Cara paling mudah untuk membersihkannya adalah dengan menyiram bagian kepala aki menggunakan air panas. Sebelum membersihkan, lepaskan terlebih dahulu aki dari dudukannya di ruang mesin.
Setelah itu, bersihkan bagian terminal menggunakan lap kain atau sikat berbulu lembut hingga kerak benar-benar hilang.
BACA JUGA: Tips Mudik Aman dan Nyaman dengan SUV, Hadapi Macet hingga Jalur Alternatif dengan Percaya Diri
3. Periksa Ketinggian Cairan Aki
Cairan di dalam aki basah memiliki peran penting sebagai penghantar arus listrik. Karena itu, pemilik mobil perlu rutin memantau ketinggian air aki agar tetap berada pada batas standar.

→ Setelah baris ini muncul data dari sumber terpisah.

//! Bounded-time page fetching for the Quickstart pipeline.
//!
//! A [`PageFetcher`] issues exactly one GET per call, with a total timeout and a
//! fixed `User-Agent`, and returns the full body plus a short display snippet.
//! There are no retries: a failed fetch is reported, never masked.

use std::time::Duration;

use reqwest::Client;
use tracing::{debug, info, instrument, warn};

use quickstart_shared::{FetchConfig, QuickstartError, Result, ValidatedUrl};

pub use quickstart_shared::validate_url;

/// Number of characters kept in [`FetchResult::snippet`].
pub const SNIPPET_CHARS: usize = 500;

/// Default total timeout in seconds for a page fetch.
const DEFAULT_TIMEOUT_SECS: u64 = 10;

/// Default User-Agent string for fetch requests.
const DEFAULT_USER_AGENT: &str = "QuickstartUniverseMVP/0.1";

// ---------------------------------------------------------------------------
// FetchResult
// ---------------------------------------------------------------------------

/// A successfully fetched page.
#[derive(Debug, Clone)]
pub struct FetchResult {
    /// Full response body, decoded as text.
    pub body: String,
    /// The first [`SNIPPET_CHARS`] characters of `body`.
    pub snippet: String,
    /// HTTP status code (always 2xx).
    pub status: u16,
    /// URL after redirects.
    pub final_url: String,
}

// ---------------------------------------------------------------------------
// Fetch options
// ---------------------------------------------------------------------------

/// Configuration for the page fetcher.
#[derive(Debug, Clone)]
pub struct FetchOptions {
    /// Total timeout for one request, in seconds.
    pub timeout_secs: u64,
    /// Value of the `User-Agent` header.
    pub user_agent: String,
}

impl Default for FetchOptions {
    fn default() -> Self {
        Self {
            timeout_secs: DEFAULT_TIMEOUT_SECS,
            user_agent: DEFAULT_USER_AGENT.to_string(),
        }
    }
}

impl From<&FetchConfig> for FetchOptions {
    fn from(config: &FetchConfig) -> Self {
        Self {
            timeout_secs: config.timeout_secs,
            user_agent: config.user_agent.clone(),
        }
    }
}

// ---------------------------------------------------------------------------
// PageFetcher
// ---------------------------------------------------------------------------

/// HTTP page fetcher.
///
/// The inner client owns a connection pool and is safe to share between
/// concurrent pipeline runs.
#[derive(Debug, Clone)]
pub struct PageFetcher {
    client: Client,
}

impl PageFetcher {
    /// Build a fetcher with the given options.
    pub fn new(opts: &FetchOptions) -> Result<Self> {
        let client = Client::builder()
            .user_agent(opts.user_agent.as_str())
            .timeout(Duration::from_secs(opts.timeout_secs))
            .build()
            .map_err(|e| QuickstartError::Unexpected(format!("failed to build HTTP client: {e}")))?;

        Ok(Self { client })
    }

    /// Fetch `url` with a single GET request.
    ///
    /// Non-2xx responses fail with [`QuickstartError::HttpStatus`], an exceeded
    /// time bound with [`QuickstartError::FetchTimeout`], and any other
    /// transport problem with [`QuickstartError::FetchTransport`].
    #[instrument(skip_all, fields(url = %url))]
    pub async fn fetch(&self, url: &ValidatedUrl) -> Result<FetchResult> {
        info!("fetching page");

        let response = self
            .client
            .get(url.as_str())
            .send()
            .await
            .map_err(|e| classify(url, e))?;

        let status = response.status();
        if !status.is_success() {
            warn!(status = status.as_u16(), "non-success status");
            return Err(QuickstartError::HttpStatus {
                url: url.to_string(),
                status: status.as_u16(),
            });
        }

        let final_url = response.url().to_string();
        let body = response.text().await.map_err(|e| classify(url, e))?;
        let snippet = snippet(&body);

        debug!(
            status = status.as_u16(),
            body_len = body.len(),
            %final_url,
            "page fetched"
        );

        Ok(FetchResult {
            body,
            snippet,
            status: status.as_u16(),
            final_url,
        })
    }
}

// ---------------------------------------------------------------------------
// Helpers
// ---------------------------------------------------------------------------

/// The first [`SNIPPET_CHARS`] characters of `body` (all of it if shorter).
pub fn snippet(body: &str) -> String {
    match body.char_indices().nth(SNIPPET_CHARS) {
        Some((end, _)) => body[..end].to_string(),
        None => body.to_string(),
    }
}

/// Map a transport error to the pipeline's error taxonomy.
fn classify(url: &ValidatedUrl, err: reqwest::Error) -> QuickstartError {
    if err.is_timeout() {
        return QuickstartError::FetchTimeout {
            url: url.to_string(),
        };
    }

    QuickstartError::FetchTransport {
        url: url.to_string(),
        cause: error_chain(&err),
    }
}

/// Render an error and its sources as `outer: inner: root`.
fn error_chain(err: &dyn std::error::Error) -> String {
    let mut out = err.to_string();
    let mut source = err.source();
    while let Some(inner) = source {
        let text = inner.to_string();
        if !out.contains(&text) {
            out.push_str(": ");
            out.push_str(&text);
        }
        source = inner.source();
    }
    out
}
//! Offline extractor used when no model backend is available.

use std::sync::LazyLock;

use async_trait::async_trait;
use scraper::{Html, Selector};
use serde_json::{Map, Value};
use tracing::debug;

use quickstart_shared::{ExtractedContent, NO_TOOL_FOUND_KEY, Result, ValidatedUrl};

use crate::ContentExtractor;

/// `source` metadata value reported by [`MockExtractor`].
pub const MOCK_SOURCE: &str = "MockExtractor - No specific tool recognized";

static TITLE_SELECTOR: LazyLock<Selector> =
    LazyLock::new(|| Selector::parse("title").expect("title selector"));

/// Extractor that never recognizes a tool and flags that explicitly.
#[derive(Debug, Clone, Default)]
pub struct MockExtractor;

impl MockExtractor {
    pub fn new() -> Self {
        Self
    }
}

#[async_trait]
impl ContentExtractor for MockExtractor {
    async fn extract(&self, html: &str, url: &ValidatedUrl) -> Result<ExtractedContent> {
        let mut metadata = Map::new();
        metadata.insert("source".into(), Value::from(MOCK_SOURCE));
        metadata.insert(NO_TOOL_FOUND_KEY.into(), Value::Bool(true));
        metadata.insert("url".into(), Value::from(url.as_str()));
        if let Some(title) = page_title(html) {
            metadata.insert("page_title".into(), Value::from(title));
        }

        debug!(%url, "mock extraction");

        Ok(ExtractedContent {
            extraction_metadata: metadata,
            ..Default::default()
        })
    }

    fn name(&self) -> &str {
        "MockExtractor"
    }
}

/// Trimmed `<title>` text, if any.
fn page_title(html: &str) -> Option<String> {
    let doc = Html::parse_document(html);
    doc.select(&TITLE_SELECTOR)
        .next()
        .map(|el| el.text().collect::<String>().trim().to_string())
        .filter(|t| !t.is_empty())
}
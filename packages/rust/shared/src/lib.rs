//! Shared types, error model, and configuration for Quickstart.
//!
//! This crate is the foundation depended on by all other Quickstart crates.
//! It provides:
//! - [`QuickstartError`]: the unified error type, plus [`ErrorKind`]
//! - Domain types ([`ExtractedContent`], [`GeneratedArtifacts`], [`PipelineResult`], [`RunId`])
//! - [`ValidatedUrl`] and the URL validator
//! - Configuration ([`AppConfig`], config loading)

pub mod config;
pub mod error;
pub mod types;
pub mod validate;

// Re-export public API at crate root for ergonomic imports.
pub use config::{
    AppConfig, ExtractorConfig, FetchConfig, LauncherConfig, config_dir, config_file_path,
    init_config, load_config, load_config_from, resolve_api_key,
};
pub use error::{ErrorKind, QuickstartError, Result};
pub use types::{
    ExtractedContent, ExtractedInfo, GeneratedArtifacts, NO_TOOL_FOUND_KEY, PipelineResult, RunId,
};
pub use validate::{MAX_URL_LENGTH, ValidatedUrl, validate_url};
//! Gemini-backed content extractor.
//!
//! Talks to the Generative Language REST API (`models/{model}:generateContent`).
//! When constructed without an API key it runs in mock mode and delegates to
//! [`MockExtractor`]; the pipeline cannot tell the difference.

use std::time::Duration;

use async_trait::async_trait;
use reqwest::Client;
use serde::{Deserialize, Serialize};
use serde_json::{Map, Value};
use tracing::{debug, info, instrument, warn};

use quickstart_shared::{
    ExtractedContent, ExtractorConfig, NO_TOOL_FOUND_KEY, QuickstartError, Result, ValidatedUrl,
};

use crate::mock::MockExtractor;
use crate::prompt;
use crate::ContentExtractor;

/// Public Generative Language API endpoint.
const DEFAULT_BASE_URL: &str = "https://generativelanguage.googleapis.com";

/// `source` metadata value reported for model-backed extractions.
const SOURCE: &str = "GeminiExtractor";

// ---------------------------------------------------------------------------
// Options
// ---------------------------------------------------------------------------

/// Construction options for [`GeminiExtractor`].
#[derive(Debug, Clone)]
pub struct GeminiOptions {
    /// API key; `None` selects mock mode.
    pub api_key: Option<String>,
    /// Model id, e.g. `gemini-1.5-flash`.
    pub model: String,
    /// API base URL (overridable for tests).
    pub base_url: String,
    /// Request timeout in seconds.
    pub timeout_secs: u64,
    /// Page content budget, in characters.
    pub max_content_chars: usize,
}

impl GeminiOptions {
    /// Derive options from the `[extractor]` config section and a resolved key.
    pub fn from_config(config: &ExtractorConfig, api_key: Option<String>) -> Self {
        Self {
            api_key,
            model: config.model.clone(),
            base_url: config
                .base_url
                .clone()
                .unwrap_or_else(|| DEFAULT_BASE_URL.to_string()),
            timeout_secs: config.timeout_secs,
            max_content_chars: config.max_content_chars,
        }
    }
}

// ---------------------------------------------------------------------------
// Wire types
// ---------------------------------------------------------------------------

#[derive(Debug, Serialize)]
#[serde(rename_all = "camelCase")]
struct GenerateRequest<'a> {
    contents: Vec<RequestContent<'a>>,
    generation_config: GenerationConfig,
}

#[derive(Debug, Serialize)]
struct RequestContent<'a> {
    role: &'static str,
    parts: Vec<RequestPart<'a>>,
}

#[derive(Debug, Serialize)]
struct RequestPart<'a> {
    text: &'a str,
}

#[derive(Debug, Serialize)]
#[serde(rename_all = "camelCase")]
struct GenerationConfig {
    temperature: f32,
    response_mime_type: &'static str,
}

#[derive(Debug, Deserialize)]
struct GenerateResponse {
    #[serde(default)]
    candidates: Vec<Candidate>,
}

#[derive(Debug, Deserialize)]
struct Candidate {
    #[serde(default)]
    content: Option<CandidateContent>,
}

#[derive(Debug, Deserialize)]
struct CandidateContent {
    #[serde(default)]
    parts: Vec<ResponsePart>,
}

#[derive(Debug, Deserialize)]
struct ResponsePart {
    #[serde(default)]
    text: Option<String>,
}

impl GenerateResponse {
    /// Concatenated text parts of the first candidate.
    fn first_text(&self) -> Option<String> {
        let content = self.candidates.first()?.content.as_ref()?;
        let text: String = content
            .parts
            .iter()
            .filter_map(|p| p.text.as_deref())
            .collect();
        (!text.trim().is_empty()).then_some(text)
    }
}

// ---------------------------------------------------------------------------
// GeminiExtractor
// ---------------------------------------------------------------------------

/// Extractor backed by a Gemini model, with an offline fallback.
pub struct GeminiExtractor {
    client: Client,
    api_key: Option<String>,
    model: String,
    base_url: String,
    max_content_chars: usize,
    fallback: MockExtractor,
}

impl GeminiExtractor {
    /// Build the extractor. Logs whether it will use the API or mock mode.
    pub fn new(opts: GeminiOptions) -> Result<Self> {
        let client = Client::builder()
            .timeout(Duration::from_secs(opts.timeout_secs))
            .build()
            .map_err(|e| {
                QuickstartError::extraction(format!("failed to build HTTP client: {e}"))
            })?;

        if opts.api_key.is_some() {
            info!(model = %opts.model, "Gemini API key found, extractor will call the API");
        } else {
            warn!("no Gemini API key configured, extractor will run in mock mode");
        }

        Ok(Self {
            client,
            api_key: opts.api_key,
            model: opts.model,
            base_url: opts.base_url.trim_end_matches('/').to_string(),
            max_content_chars: opts.max_content_chars,
            fallback: MockExtractor::new(),
        })
    }

    /// Whether requests are served by the offline fallback.
    pub fn is_mock_mode(&self) -> bool {
        self.api_key.is_none()
    }

    fn endpoint(&self) -> String {
        format!(
            "{}/v1beta/models/{}:generateContent",
            self.base_url, self.model
        )
    }

    /// Send one prompt and return the model's text answer.
    async fn generate(&self, api_key: &str, prompt_text: &str) -> Result<String> {
        let request = GenerateRequest {
            contents: vec![RequestContent {
                role: "user",
                parts: vec![RequestPart { text: prompt_text }],
            }],
            generation_config: GenerationConfig {
                temperature: 0.0,
                response_mime_type: "application/json",
            },
        };

        let response = self
            .client
            .post(self.endpoint())
            .header("x-goog-api-key", api_key)
            .json(&request)
            .send()
            .await
            .map_err(|e| QuickstartError::extraction(format!("Gemini request failed: {e}")))?;

        let status = response.status();
        if !status.is_success() {
            let detail = response.text().await.unwrap_or_default();
            return Err(QuickstartError::extraction(format!(
                "Gemini API returned HTTP {status}: {}",
                prompt::truncate_chars(detail.trim(), 200).0
            )));
        }

        let parsed: GenerateResponse = response.json().await.map_err(|e| {
            QuickstartError::extraction(format!("malformed Gemini response: {e}"))
        })?;

        parsed
            .first_text()
            .ok_or_else(|| QuickstartError::extraction("Gemini returned no candidate text"))
    }
}

#[async_trait]
impl ContentExtractor for GeminiExtractor {
    #[instrument(skip_all, fields(url = %url, model = %self.model))]
    async fn extract(&self, html: &str, url: &ValidatedUrl) -> Result<ExtractedContent> {
        let Some(api_key) = self.api_key.as_deref() else {
            debug!("mock mode, delegating to fallback extractor");
            return self.fallback.extract(html, url).await;
        };

        let markdown = prompt::page_to_markdown(html);
        let (content, truncated) = prompt::truncate_chars(&markdown, self.max_content_chars);
        let prompt_text = prompt::build_prompt(url, &content);

        debug!(
            content_chars = markdown.chars().count(),
            truncated, "sending extraction prompt"
        );

        let answer_text = self.generate(api_key, &prompt_text).await?;
        let answer = prompt::parse_answer(&answer_text)?;

        let mut metadata = Map::new();
        metadata.insert("source".into(), Value::from(SOURCE));
        metadata.insert("model".into(), Value::from(self.model.as_str()));
        metadata.insert(
            "content_chars".into(),
            Value::from(markdown.chars().count()),
        );
        metadata.insert("truncated".into(), Value::Bool(truncated));

        let mut extracted = ExtractedContent {
            tool_name: answer.tool_name,
            docker_run_command: answer.docker_run_command,
            docker_compose_snippet: answer.docker_compose_snippet,
            extraction_metadata: metadata,
        }
        .normalized();

        if extracted.tool_name.is_none() {
            extracted
                .extraction_metadata
                .insert(NO_TOOL_FOUND_KEY.into(), Value::Bool(true));
        }

        info!(
            tool = extracted.tool_name.as_deref().unwrap_or("none"),
            has_run_command = extracted.docker_run_command.is_some(),
            has_compose = extracted.docker_compose_snippet.is_some(),
            "extraction complete"
        );

        Ok(extracted)
    }

    fn name(&self) -> &str {
        "GeminiExtractor"
    }
}

#[cfg(test)]
mod tests {
    use super::*;
    use quickstart_shared::{ErrorKind, validate_url};
    use serde_json::json;
    use wiremock::matchers::{header, method, path};
    use wiremock::{Mock, MockServer, ResponseTemplate};

    const MODEL: &str = "gemini-test";

    fn options(server: &MockServer, api_key: Option<&str>) -> GeminiOptions {
        GeminiOptions {
            api_key: api_key.map(String::from),
            model: MODEL.into(),
            base_url: server.uri(),
            timeout_secs: 5,
            max_content_chars: 1_000,
        }
    }

    fn answer_body(text: &str) -> Value {
        json!({
            "candidates": [
                { "content": { "role": "model", "parts": [ { "text": text } ] } }
            ]
        })
    }

    fn page_url() -> ValidatedUrl {
        validate_url("https://hub.docker.com/_/redis").unwrap()
    }

    async fn mount_answer(server: &MockServer, response: ResponseTemplate) {
        Mock::given(method("POST"))
            .and(path(format!("/v1beta/models/{MODEL}:generateContent")))
            .and(header("x-goog-api-key", "test-key"))
            .respond_with(response)
            .expect(1)
            .mount(server)
            .await;
    }

    #[test]
    fn options_from_config_uses_default_base_url() {
        let opts = GeminiOptions::from_config(&ExtractorConfig::default(), None);
        assert_eq!(opts.base_url, DEFAULT_BASE_URL);
        assert_eq!(opts.model, "gemini-1.5-flash");
        assert!(opts.api_key.is_none());
    }

    #[test]
    fn request_serializes_camel_case() {
        let request = GenerateRequest {
            contents: vec![RequestContent {
                role: "user",
                parts: vec![RequestPart { text: "hi" }],
            }],
            generation_config: GenerationConfig {
                temperature: 0.0,
                response_mime_type: "application/json",
            },
        };
        let value = serde_json::to_value(&request).unwrap();
        assert_eq!(value["contents"][0]["parts"][0]["text"], "hi");
        assert_eq!(
            value["generationConfig"]["responseMimeType"],
            "application/json"
        );
    }

    #[tokio::test]
    async fn extracts_tool_from_model_answer() {
        let server = MockServer::start().await;
        let answer = r#"{"tool_name": "Redis", "docker_run_command": "docker run -d -p 6379:6379 redis", "docker_compose_snippet": "services:\n  redis:\n    image: redis"}"#;
        mount_answer(
            &server,
            ResponseTemplate::new(200).set_body_json(answer_body(answer)),
        )
        .await;

        let extractor = GeminiExtractor::new(options(&server, Some("test-key"))).unwrap();
        assert!(!extractor.is_mock_mode());

        let html = "<html><body><h1>Redis</h1><pre>docker run redis</pre></body></html>";
        let content = extractor.extract(html, &page_url()).await.unwrap();

        assert_eq!(content.tool_name.as_deref(), Some("Redis"));
        assert_eq!(
            content.docker_run_command.as_deref(),
            Some("docker run -d -p 6379:6379 redis")
        );
        assert!(content.docker_compose_snippet.is_some());
        assert_eq!(content.extraction_metadata["source"], SOURCE);
        assert_eq!(content.extraction_metadata["model"], MODEL);
        assert!(!content.no_tool_found());
    }

    #[tokio::test]
    async fn null_tool_sets_no_tool_flag() {
        let server = MockServer::start().await;
        let answer = "```json\n{\"tool_name\": null, \"docker_run_command\": \"\"}\n```";
        mount_answer(
            &server,
            ResponseTemplate::new(200).set_body_json(answer_body(answer)),
        )
        .await;

        let extractor = GeminiExtractor::new(options(&server, Some("test-key"))).unwrap();
        let content = extractor
            .extract("<p>A blog post</p>", &page_url())
            .await
            .unwrap();

        assert!(content.tool_name.is_none());
        assert!(content.docker_run_command.is_none());
        assert!(content.no_tool_found());
    }

    #[tokio::test]
    async fn api_error_is_extraction_error() {
        let server = MockServer::start().await;
        mount_answer(
            &server,
            ResponseTemplate::new(429).set_body_string("quota exceeded"),
        )
        .await;

        let extractor = GeminiExtractor::new(options(&server, Some("test-key"))).unwrap();
        let err = extractor
            .extract("<p>page</p>", &page_url())
            .await
            .unwrap_err();

        assert_eq!(err.kind(), ErrorKind::Extraction);
        assert!(err.to_string().contains("429"));
        assert!(err.to_string().contains("quota exceeded"));
    }

    #[tokio::test]
    async fn empty_candidates_is_extraction_error() {
        let server = MockServer::start().await;
        mount_answer(
            &server,
            ResponseTemplate::new(200).set_body_json(json!({ "candidates": [] })),
        )
        .await;

        let extractor = GeminiExtractor::new(options(&server, Some("test-key"))).unwrap();
        let err = extractor
            .extract("<p>page</p>", &page_url())
            .await
            .unwrap_err();

        assert!(err.to_string().contains("no candidate text"));
    }

    #[tokio::test]
    async fn malformed_answer_is_extraction_error() {
        let server = MockServer::start().await;
        mount_answer(
            &server,
            ResponseTemplate::new(200).set_body_json(answer_body("no idea, sorry")),
        )
        .await;

        let extractor = GeminiExtractor::new(options(&server, Some("test-key"))).unwrap();
        let err = extractor
            .extract("<p>page</p>", &page_url())
            .await
            .unwrap_err();

        assert_eq!(err.kind(), ErrorKind::Extraction);
    }

    #[tokio::test]
    async fn missing_key_delegates_to_mock() {
        let server = MockServer::start().await;
        Mock::given(method("POST"))
            .respond_with(ResponseTemplate::new(500))
            .expect(0)
            .mount(&server)
            .await;

        let extractor = GeminiExtractor::new(options(&server, None)).unwrap();
        assert!(extractor.is_mock_mode());

        let content = extractor
            .extract("<title>Docs</title>", &page_url())
            .await
            .unwrap();

        assert!(content.no_tool_found());
        assert_eq!(content.extraction_metadata["source"], crate::MOCK_SOURCE);
    }
}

Cairan aki dapat berkurang akibat proses penguapan saat mesin mobil menyala. Jika volume cairan terlalu rendah, kinerja aki akan menurun dan berpotensi membuat mobil sulit dihidupkan.
Apabila air aki mulai berkurang, segera tambahkan cairan hingga mencapai batas yang dianjurkan.
4. Nyalakan Mesin Mobil Secara Berkala
Menyalakan mesin mobil secara rutin juga menjadi salah satu cara menjaga kualitas aki. Ketika mesin hidup, sistem pengisian akan mengalirkan listrik kembali ke aki sehingga dayanya tetap terjaga.
Jika mobil jarang digunakan dalam waktu lama, disarankan untuk menyalakan mesin setidaknya tiga kali dalam seminggu dengan durasi sekitar 10 menit.
Cara ini membantu menjaga daya aki tetap stabil sekaligus mencegah aki cepat soak.
5. Bijak Menggunakan Perangkat Elektronik
Perangkat elektronik seperti AC, sistem audio, dan berbagai fitur lainnya membutuhkan suplai listrik dari aki. Jika digunakan secara berlebihan, beban aki akan semakin berat.
Agar aki mobil tidak cepat rusak, biasakan mematikan seluruh perangkat elektronik sebelum mematikan mesin mobil. Kebiasaan sederhana ini dapat membantu memperpanjang umur aki.
Merawat aki mobil sebenarnya tidak sulit, namun membutuhkan konsistensi. Dengan melakukan pemeriksaan rutin, menjaga cairan aki, serta menggunakan perangkat elektronik secara bijak, aki mobil dapat bertahan lebih lama dan tetap bekerja optimal.